▸ **PROBLEM REQUIREMENTS**
Reproduce the lines of the listing exactly, beginning at the top, until the line with "pub fn parse_state_file(buf: &[u8])" has been reproduced too.

▸ **INPUT**
# # # # # # #

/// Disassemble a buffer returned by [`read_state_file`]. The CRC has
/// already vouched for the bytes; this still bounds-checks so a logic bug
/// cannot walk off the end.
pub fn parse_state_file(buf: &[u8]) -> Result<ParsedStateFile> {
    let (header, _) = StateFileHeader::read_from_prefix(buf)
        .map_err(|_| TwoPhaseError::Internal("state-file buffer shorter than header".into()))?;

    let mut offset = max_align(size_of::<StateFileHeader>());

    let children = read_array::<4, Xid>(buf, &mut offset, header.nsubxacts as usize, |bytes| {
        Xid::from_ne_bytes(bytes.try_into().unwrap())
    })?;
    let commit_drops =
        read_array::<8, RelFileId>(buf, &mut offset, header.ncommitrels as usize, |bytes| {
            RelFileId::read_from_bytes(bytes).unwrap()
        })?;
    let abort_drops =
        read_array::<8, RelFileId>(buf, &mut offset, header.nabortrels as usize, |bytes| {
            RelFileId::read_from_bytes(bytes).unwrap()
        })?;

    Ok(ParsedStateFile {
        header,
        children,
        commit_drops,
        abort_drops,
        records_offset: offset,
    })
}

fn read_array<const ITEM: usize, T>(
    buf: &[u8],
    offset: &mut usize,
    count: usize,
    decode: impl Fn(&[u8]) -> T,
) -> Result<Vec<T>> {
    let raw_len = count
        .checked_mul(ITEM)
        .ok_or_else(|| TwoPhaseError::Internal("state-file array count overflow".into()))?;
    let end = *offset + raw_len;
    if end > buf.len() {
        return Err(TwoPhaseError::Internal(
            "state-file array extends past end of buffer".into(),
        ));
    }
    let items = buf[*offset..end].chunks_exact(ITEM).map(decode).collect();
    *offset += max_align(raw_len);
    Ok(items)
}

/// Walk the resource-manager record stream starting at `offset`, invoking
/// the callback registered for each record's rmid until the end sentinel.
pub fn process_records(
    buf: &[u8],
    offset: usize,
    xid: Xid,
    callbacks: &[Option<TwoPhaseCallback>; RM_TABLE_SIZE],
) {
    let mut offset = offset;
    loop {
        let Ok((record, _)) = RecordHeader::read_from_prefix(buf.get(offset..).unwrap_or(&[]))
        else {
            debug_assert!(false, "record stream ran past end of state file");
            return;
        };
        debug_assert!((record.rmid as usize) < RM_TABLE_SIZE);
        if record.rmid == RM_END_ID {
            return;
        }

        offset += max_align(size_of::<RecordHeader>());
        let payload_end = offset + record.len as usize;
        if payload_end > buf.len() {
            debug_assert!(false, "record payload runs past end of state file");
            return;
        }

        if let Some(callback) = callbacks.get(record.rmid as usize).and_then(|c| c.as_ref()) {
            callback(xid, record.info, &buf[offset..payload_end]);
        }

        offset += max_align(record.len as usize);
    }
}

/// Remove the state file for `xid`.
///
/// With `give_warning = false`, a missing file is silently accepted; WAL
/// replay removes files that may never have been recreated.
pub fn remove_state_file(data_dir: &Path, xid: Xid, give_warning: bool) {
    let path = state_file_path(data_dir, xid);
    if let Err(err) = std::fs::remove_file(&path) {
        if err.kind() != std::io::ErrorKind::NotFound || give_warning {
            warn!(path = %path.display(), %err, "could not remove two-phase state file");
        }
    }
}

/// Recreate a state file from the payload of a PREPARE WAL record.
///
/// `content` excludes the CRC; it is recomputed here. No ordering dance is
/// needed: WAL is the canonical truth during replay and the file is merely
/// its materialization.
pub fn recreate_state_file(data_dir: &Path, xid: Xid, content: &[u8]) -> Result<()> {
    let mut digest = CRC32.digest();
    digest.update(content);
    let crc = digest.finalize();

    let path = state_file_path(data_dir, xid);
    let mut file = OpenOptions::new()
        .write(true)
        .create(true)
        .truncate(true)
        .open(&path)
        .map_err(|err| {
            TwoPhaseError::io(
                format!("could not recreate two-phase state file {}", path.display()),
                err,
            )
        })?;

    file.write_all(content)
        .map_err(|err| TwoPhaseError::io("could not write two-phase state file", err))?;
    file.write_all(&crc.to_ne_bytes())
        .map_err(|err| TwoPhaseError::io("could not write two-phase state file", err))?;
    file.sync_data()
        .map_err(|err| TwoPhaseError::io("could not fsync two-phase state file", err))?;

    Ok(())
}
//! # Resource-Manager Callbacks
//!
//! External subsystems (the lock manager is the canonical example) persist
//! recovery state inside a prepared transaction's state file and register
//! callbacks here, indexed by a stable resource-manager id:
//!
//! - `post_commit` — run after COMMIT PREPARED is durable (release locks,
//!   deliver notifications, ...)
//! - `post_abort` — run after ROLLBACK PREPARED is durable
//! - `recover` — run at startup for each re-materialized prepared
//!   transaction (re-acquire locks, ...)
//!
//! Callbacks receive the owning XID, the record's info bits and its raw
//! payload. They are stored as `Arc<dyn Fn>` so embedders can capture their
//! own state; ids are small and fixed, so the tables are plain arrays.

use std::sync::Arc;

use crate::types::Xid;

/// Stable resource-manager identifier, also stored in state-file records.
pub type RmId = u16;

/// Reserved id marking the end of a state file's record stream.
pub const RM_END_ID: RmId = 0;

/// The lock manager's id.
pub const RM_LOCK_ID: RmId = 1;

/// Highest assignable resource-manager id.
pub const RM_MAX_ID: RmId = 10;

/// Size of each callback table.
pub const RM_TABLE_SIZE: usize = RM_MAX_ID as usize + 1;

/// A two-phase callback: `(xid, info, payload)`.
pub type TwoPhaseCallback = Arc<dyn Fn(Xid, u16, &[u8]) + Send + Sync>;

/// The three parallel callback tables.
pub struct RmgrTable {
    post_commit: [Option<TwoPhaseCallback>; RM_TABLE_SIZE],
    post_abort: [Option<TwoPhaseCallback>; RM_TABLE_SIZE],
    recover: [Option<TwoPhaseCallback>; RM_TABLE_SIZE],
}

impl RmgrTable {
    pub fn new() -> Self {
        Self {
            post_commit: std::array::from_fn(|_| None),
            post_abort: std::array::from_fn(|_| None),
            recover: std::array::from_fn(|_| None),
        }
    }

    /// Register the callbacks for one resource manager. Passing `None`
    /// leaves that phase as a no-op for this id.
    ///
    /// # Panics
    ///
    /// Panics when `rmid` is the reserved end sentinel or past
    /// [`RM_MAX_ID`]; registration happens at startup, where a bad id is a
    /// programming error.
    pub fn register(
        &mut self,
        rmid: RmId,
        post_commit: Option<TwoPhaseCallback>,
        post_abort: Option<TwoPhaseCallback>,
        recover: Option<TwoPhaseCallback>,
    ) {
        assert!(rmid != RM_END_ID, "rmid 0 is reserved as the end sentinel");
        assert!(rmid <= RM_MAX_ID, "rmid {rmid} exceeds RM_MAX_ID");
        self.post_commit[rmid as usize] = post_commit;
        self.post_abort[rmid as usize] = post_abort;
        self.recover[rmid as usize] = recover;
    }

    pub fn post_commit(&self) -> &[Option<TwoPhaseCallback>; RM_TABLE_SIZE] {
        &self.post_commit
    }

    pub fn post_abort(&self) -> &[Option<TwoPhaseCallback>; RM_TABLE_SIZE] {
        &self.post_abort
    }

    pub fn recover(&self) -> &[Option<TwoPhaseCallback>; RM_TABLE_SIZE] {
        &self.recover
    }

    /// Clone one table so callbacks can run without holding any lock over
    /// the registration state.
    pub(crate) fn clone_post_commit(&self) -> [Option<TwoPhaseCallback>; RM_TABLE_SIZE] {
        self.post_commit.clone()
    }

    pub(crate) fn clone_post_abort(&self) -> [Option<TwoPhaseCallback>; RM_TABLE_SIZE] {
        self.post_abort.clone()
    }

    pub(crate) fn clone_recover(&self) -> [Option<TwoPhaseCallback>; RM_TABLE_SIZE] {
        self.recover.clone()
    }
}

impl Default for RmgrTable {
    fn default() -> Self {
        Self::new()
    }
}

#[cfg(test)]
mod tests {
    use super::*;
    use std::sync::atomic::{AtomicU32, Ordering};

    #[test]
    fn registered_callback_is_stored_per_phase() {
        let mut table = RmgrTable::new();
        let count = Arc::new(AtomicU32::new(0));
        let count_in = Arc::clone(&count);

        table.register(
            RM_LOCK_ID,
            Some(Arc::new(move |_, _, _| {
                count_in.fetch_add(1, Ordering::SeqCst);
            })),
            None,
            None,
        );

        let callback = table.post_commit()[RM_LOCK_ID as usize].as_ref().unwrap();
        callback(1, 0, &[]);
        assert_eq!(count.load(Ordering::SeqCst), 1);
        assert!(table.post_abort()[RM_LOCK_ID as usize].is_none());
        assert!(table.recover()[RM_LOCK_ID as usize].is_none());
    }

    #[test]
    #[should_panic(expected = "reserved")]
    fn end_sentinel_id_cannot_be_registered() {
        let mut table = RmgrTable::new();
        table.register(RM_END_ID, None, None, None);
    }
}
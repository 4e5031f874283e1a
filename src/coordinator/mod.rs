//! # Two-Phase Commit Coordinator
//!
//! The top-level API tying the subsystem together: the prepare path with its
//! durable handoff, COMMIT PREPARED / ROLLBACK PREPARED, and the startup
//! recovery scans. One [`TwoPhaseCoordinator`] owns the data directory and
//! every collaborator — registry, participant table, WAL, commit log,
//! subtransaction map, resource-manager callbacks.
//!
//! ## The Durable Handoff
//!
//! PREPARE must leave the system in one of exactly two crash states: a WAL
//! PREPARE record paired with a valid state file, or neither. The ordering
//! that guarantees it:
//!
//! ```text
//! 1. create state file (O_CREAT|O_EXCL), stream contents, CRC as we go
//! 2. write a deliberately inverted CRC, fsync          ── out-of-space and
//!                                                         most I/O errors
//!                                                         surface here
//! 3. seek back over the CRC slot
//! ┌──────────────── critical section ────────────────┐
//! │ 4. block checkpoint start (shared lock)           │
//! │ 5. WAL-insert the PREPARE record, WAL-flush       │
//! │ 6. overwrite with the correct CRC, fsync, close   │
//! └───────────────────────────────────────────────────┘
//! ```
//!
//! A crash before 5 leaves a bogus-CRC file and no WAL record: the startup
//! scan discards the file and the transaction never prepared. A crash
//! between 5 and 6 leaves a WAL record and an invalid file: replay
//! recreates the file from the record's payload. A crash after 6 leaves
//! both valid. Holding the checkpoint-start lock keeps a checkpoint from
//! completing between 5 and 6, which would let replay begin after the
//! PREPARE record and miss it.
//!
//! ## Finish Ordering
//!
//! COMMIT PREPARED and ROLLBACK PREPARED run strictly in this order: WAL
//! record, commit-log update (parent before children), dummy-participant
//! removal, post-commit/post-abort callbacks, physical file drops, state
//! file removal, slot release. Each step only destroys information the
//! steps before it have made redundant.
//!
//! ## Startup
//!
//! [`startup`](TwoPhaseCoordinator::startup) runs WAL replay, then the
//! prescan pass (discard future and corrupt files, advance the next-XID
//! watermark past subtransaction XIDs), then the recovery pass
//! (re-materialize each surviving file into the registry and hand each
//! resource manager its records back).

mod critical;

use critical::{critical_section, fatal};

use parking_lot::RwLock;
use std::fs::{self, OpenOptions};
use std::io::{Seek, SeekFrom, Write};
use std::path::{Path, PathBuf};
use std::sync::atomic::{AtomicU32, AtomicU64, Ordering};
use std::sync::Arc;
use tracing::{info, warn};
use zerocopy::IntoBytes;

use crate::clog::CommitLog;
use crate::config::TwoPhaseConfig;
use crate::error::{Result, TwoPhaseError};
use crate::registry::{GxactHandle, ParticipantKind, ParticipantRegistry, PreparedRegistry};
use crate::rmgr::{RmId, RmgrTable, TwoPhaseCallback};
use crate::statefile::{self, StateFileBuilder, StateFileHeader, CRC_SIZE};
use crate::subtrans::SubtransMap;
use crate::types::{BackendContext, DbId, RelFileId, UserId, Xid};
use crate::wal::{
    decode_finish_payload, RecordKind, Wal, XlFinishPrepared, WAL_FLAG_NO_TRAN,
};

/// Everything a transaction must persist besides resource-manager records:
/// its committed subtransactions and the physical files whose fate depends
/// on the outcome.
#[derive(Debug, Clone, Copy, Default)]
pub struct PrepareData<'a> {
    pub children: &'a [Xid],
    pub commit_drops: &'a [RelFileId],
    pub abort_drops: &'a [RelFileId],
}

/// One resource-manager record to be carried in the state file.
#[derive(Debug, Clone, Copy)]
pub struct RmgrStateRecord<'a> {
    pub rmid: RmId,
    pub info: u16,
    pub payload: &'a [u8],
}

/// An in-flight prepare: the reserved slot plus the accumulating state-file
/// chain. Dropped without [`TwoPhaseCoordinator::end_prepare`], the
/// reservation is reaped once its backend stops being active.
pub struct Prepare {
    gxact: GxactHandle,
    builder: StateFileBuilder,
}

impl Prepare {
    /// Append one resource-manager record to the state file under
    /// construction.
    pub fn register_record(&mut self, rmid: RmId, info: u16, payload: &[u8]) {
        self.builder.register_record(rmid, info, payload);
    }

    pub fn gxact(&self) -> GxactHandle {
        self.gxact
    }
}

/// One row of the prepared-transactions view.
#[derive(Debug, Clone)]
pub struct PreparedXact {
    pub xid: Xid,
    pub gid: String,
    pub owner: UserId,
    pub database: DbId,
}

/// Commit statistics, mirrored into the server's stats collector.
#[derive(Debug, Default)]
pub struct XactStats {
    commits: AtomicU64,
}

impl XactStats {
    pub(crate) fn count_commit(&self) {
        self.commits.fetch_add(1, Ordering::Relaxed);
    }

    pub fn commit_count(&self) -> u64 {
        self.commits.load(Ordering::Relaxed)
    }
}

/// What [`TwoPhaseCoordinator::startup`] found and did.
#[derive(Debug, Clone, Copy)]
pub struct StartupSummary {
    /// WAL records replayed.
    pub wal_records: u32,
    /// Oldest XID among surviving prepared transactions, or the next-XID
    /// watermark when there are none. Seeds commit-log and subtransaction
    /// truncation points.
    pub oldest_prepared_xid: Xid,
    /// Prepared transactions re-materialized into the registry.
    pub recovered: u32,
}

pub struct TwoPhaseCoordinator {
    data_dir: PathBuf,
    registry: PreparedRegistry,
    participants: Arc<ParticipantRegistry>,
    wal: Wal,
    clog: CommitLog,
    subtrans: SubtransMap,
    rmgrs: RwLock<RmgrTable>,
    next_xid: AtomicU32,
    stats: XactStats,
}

# # # # # # #

▸ **RESULT FOR THIS EXERCISE**
/// Disassemble a buffer returned by [`read_state_file`]. The CRC has
/// already vouched for the bytes; this still bounds-checks so a logic bug
/// cannot walk off the end.
pub fn parse_state_file(buf: &[u8]) -> Result<ParsedStateFile> {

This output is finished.